Given a set of people and a set of rules, I needed to know if that group of people could satisfy every one of the rules and, in the solution, each person was assigned to only one of the rules it satisfies. People were characterized by their age and gender. And each rule had a variable amount of conditions on those properties.
I also reformulated it in terms of buckets (replacing the rules) and objects (replacing the people). I had to put exactly one object in each bucket. And an object, given its shape (age and gender), could fit or not (it satisfies the rule's conditions) in a bucket. If there is a combination were each object ends up in a bucket, and each bucket has only one object inside, then that group of objects meets the necessary criteria, and a solution exists.
In my case, as in the solution sought every people should be assigned to one rule and each rule to only one person, it only makes sense to try to find a solution if the number of elements in each set (people and rules) is the same.
What are names, in essence?
As a software developer I'm familiar, and use it periodically, with the concept of unique identifiers.
- Almost everything in the databases area (both relational and non-relational) is based on having a unique identifier to get to a specific resource (a row in a table, or an object in a collection).
- If you've worked with C (or any other low level language), you know about pointers - those peculiar entities used to reference a precise block in the system memory.
For those without programming knowledge, there are lot's of examples in everyday life. How do you tell people where you live? A complete address specifies a unique place on Earth. Every cellphone has an exclusive number to reach it. In my country, Argentina, we have the DNI (for National Identity Document, in Spanish), because people's names are not enough to uniquely single out every person.

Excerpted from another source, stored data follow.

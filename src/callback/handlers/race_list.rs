//! General race list callbacks: the full list and its numeric-distance filter
//!
//! `races_list` optionally carries a pre-filter distance on entry;
//! `races_filter` is the explicit filter action on an already-open list. Both
//! match on exact membership of `distances_numbers`, unlike the UF path's
//! bucket ranges.

use std::sync::Arc;

use async_trait::async_trait;

use crate::callback::data::CallbackData;
use crate::callback::manager::CallbackHandler;
use crate::core::error::BotResult;
use crate::core::types::{CommandInput, CommandOutput};
use crate::presentation::{messages, views};
use crate::services::races::{RaceApiService, RaceQuery};

pub struct RaceListCallbackHandler {
    races: Arc<RaceApiService>,
}

impl RaceListCallbackHandler {
    pub fn new(races: Arc<RaceApiService>) -> Self {
        Self { races }
    }
}

#[async_trait]
impl CallbackHandler for RaceListCallbackHandler {
    fn name(&self) -> &'static str {
        "RaceListCallbackHandler"
    }

    fn can_handle(&self, data: &CallbackData) -> bool {
        matches!(data, CallbackData::RacesList { .. })
    }

    async fn handle(&self, input: CommandInput) -> BotResult<CommandOutput> {
        let user_id = input.user_id().map(str::to_string);
        let Some(CallbackData::RacesList { distance }) = input.callback_data else {
            return Ok(CommandOutput::html_edit(messages::errors::RACES_FETCH_ERROR));
        };

        log::info!("Listing races (distance: {:?}, user: {:?})", distance, user_id);

        let all_races = match self.races.get_available_races(&RaceQuery::default()).await {
            Ok(races) => races,
            Err(e) => {
                log::error!("Error in RaceListCallbackHandler: {}", e);
                return Ok(CommandOutput::html_edit(messages::errors::RACES_FETCH_ERROR));
            }
        };

        let races = match distance {
            Some(d) => all_races
                .into_iter()
                .filter(|race| race.distances_numbers.contains(&d))
                .collect(),
            None => all_races,
        };

        Ok(views::general_race_list_view(&races, distance))
    }
}

pub struct RaceFilterCallbackHandler {
    races: Arc<RaceApiService>,
}

impl RaceFilterCallbackHandler {
    pub fn new(races: Arc<RaceApiService>) -> Self {
        Self { races }
    }
}

#[async_trait]
impl CallbackHandler for RaceFilterCallbackHandler {
    fn name(&self) -> &'static str {
        "RaceFilterCallbackHandler"
    }

    fn can_handle(&self, data: &CallbackData) -> bool {
        matches!(data, CallbackData::RacesFilter { .. })
    }

    async fn handle(&self, input: CommandInput) -> BotResult<CommandOutput> {
        let user_id = input.user_id().map(str::to_string);
        let Some(CallbackData::RacesFilter { distance }) = input.callback_data else {
            return Ok(CommandOutput::html_edit(messages::errors::RACES_FETCH_ERROR));
        };

        log::info!(
            "Filtering races by distance {} (user: {:?})",
            distance,
            user_id
        );

        let races = match self.races.get_available_races(&RaceQuery::default()).await {
            Ok(all_races) => all_races
                .into_iter()
                .filter(|race| race.distances_numbers.contains(&distance))
                .collect::<Vec<_>>(),
            Err(e) => {
                log::error!("Error in RaceFilterCallbackHandler: {}", e);
                return Ok(CommandOutput::html_edit(messages::errors::RACES_FETCH_ERROR));
            }
        };

        Ok(views::filtered_race_list_view(&races, distance))
    }
}
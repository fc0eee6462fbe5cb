//! Favorite/unfavorite callbacks
//!
//! Both variants land on one handler: the backend exposes a single toggle
//! endpoint and reports which direction it actually took, and the rendered
//! state must follow that answer, never the button the user happened to tap.

use std::sync::Arc;

use async_trait::async_trait;

use crate::callback::data::CallbackData;
use crate::callback::manager::CallbackHandler;
use crate::core::error::BotResult;
use crate::core::types::{CommandInput, CommandOutput};
use crate::presentation::{messages, views};
use crate::services::analytics::{events, track_detached, Analytics, AnalyticsApiService, TelegramContext};
use crate::services::favorites::FavoriteApiService;
use crate::services::models::ToggleAction;
use crate::services::races::RaceApiService;

pub struct FavoriteToggleCallbackHandler {
    races: Arc<RaceApiService>,
    favorites: Arc<FavoriteApiService>,
    analytics: Arc<AnalyticsApiService>,
}

impl FavoriteToggleCallbackHandler {
    pub fn new(
        races: Arc<RaceApiService>,
        favorites: Arc<FavoriteApiService>,
        analytics: Arc<AnalyticsApiService>,
    ) -> Self {
        Self {
            races,
            favorites,
            analytics,
        }
    }
}

#[async_trait]
impl CallbackHandler for FavoriteToggleCallbackHandler {
    fn name(&self) -> &'static str {
        "FavoriteToggleCallbackHandler"
    }

    fn can_handle(&self, data: &CallbackData) -> bool {
        matches!(
            data,
            CallbackData::RaceFavorite { .. } | CallbackData::RaceUnfavorite { .. }
        )
    }

    async fn handle(&self, input: CommandInput) -> BotResult<CommandOutput> {
        let (race_id, error_text) = match input.callback_data {
            Some(CallbackData::RaceFavorite { ref race_id }) => {
                (race_id.clone(), messages::errors::FAVORITE_ERROR)
            }
            Some(CallbackData::RaceUnfavorite { ref race_id }) => {
                (race_id.clone(), messages::errors::UNFAVORITE_ERROR)
            }
            _ => return Ok(CommandOutput::html_edit(messages::errors::FAVORITE_ERROR)),
        };

        let Some(telegram_id) = input.user_id().map(str::to_string) else {
            return Ok(CommandOutput::html_edit(messages::errors::USER_ID_MISSING));
        };

        log::info!("Toggling favorite {} for user {}", race_id, telegram_id);

        let toggled = match self.favorites.toggle_favorite_race(&telegram_id, &race_id).await {
            Ok(toggled) => toggled,
            Err(e) => {
                log::error!(
                    "Favorite toggle failed for race {} (user {}): {}",
                    race_id,
                    telegram_id,
                    e
                );
                return Ok(CommandOutput::html_edit(error_text));
            }
        };

        let race = match self.races.get_race_by_id(&race_id).await {
            Ok(Some(race)) => race,
            Ok(None) => return Ok(views::race_not_found_view()),
            Err(e) => {
                log::error!("Failed to reload race {} after toggle: {}", race_id, e);
                return Ok(CommandOutput::html_edit(error_text));
            }
        };

        // The backend decides the resulting state
        let is_favorited = toggled.action == ToggleAction::Added;

        log::info!(
            "Race favorite status toggled: race={}, user={}, action={:?}",
            race_id,
            telegram_id,
            toggled.action
        );

        if let Some(ctx) = TelegramContext::from_input(&input) {
            track_detached(
                Analytics::new(Arc::clone(&self.analytics), ctx),
                events::favorite_action(&race, is_favorited),
            );
        }

        Ok(views::race_detail_view(&race, None, is_favorited))
    }
}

We use this concept constantly. And when we don't know the name of something (understanding by "name" the concept of unequivocally identifying an entity), we start to use diverse tools and resources to try to achieve the same level of specificity. We might describe a person by its physical appearance, or by family or friend relationships, or by its job or studies.
I ended up using this kind of techniques to find the solution to my original dilemma. I was lucky to study at the engineering university, and back then we examined lot's of problems of various kinds and families. From combinatorial or optimization problems, to graph and networks theory. Many times the same problem had multiple solutions by approaching it from different angles or by modeling reality prioritizing another set of properties.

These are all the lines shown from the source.